EXERCISE INSTRUCTIONS> Check each line below for the word "suffix". Then give only how many lines have it.

Collected data entries
■ ■ ■ ■ ■ ■ ■
use chrono::{DateTime, TimeZone, Utc};

const DATE_FORMAT: &str = "%Y-%m-%d";
const STAMP_FORMAT: &str = "%Y%m%dT%H%M%S%3fZ";

/// `"{date}/{stamp}{suffix}"` for the export started at `started_ms`. Out of
/// range timestamps use the current time; both parts always come from the
/// same instant.
fn dated_key(started_ms: i64, suffix: &str) -> String {
    let at: DateTime<Utc> = Utc
        .timestamp_millis_opt(started_ms)
        .single()
        .unwrap_or_else(Utc::now);
    format!(
        "{date}/{stamp}{suffix}",
        date = at.format(DATE_FORMAT),
        stamp = at.format(STAMP_FORMAT),
    )
}

/// Relative path of an exported animation.
/// e.g. "2026-10-19/20261019T093000000Z.gif"
pub fn gif_key(started_ms: i64) -> String {
    dated_key(started_ms, ".gif")
}

/// Relative directory for the PNG sequence of one export, next to its GIF.
/// e.g. "2026-10-19/20261019T093000000Z_frames"
pub fn frames_dir_key(started_ms: i64) -> String {
    dated_key(started_ms, "_frames")
}

pub fn frame_file_name(seq: u64) -> String {
    format!("frame_{seq:06}.png")
}

#[cfg(test)]
mod tests {
    use super::*;

    #[test]
    fn test_key_format() {
        // 2026-02-18T09:30:00.000Z
        let start = 1771407000000i64;

        let k = gif_key(start);
        assert_eq!(k, "2026-02-18/20260218T093000000Z.gif");

        let d = frames_dir_key(start);
        assert_eq!(d, "2026-02-18/20260218T093000000Z_frames");

        assert_eq!(frame_file_name(7), "frame_000007.png");
    }

    #[test]
    fn out_of_range_timestamp_uses_now() {
        let k = gif_key(i64::MAX);
        let (date, file) = k.split_once('/').unwrap();
        assert_eq!(date.len(), 10);
        assert_eq!(date.replace('-', ""), file[..8]);
        assert!(file.ends_with("Z.gif"));
    }
}
pub mod color;
pub mod config;
pub mod frame;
■ ■ ■ ■ ■ ■ ■
EXERCISE ANSWER> 3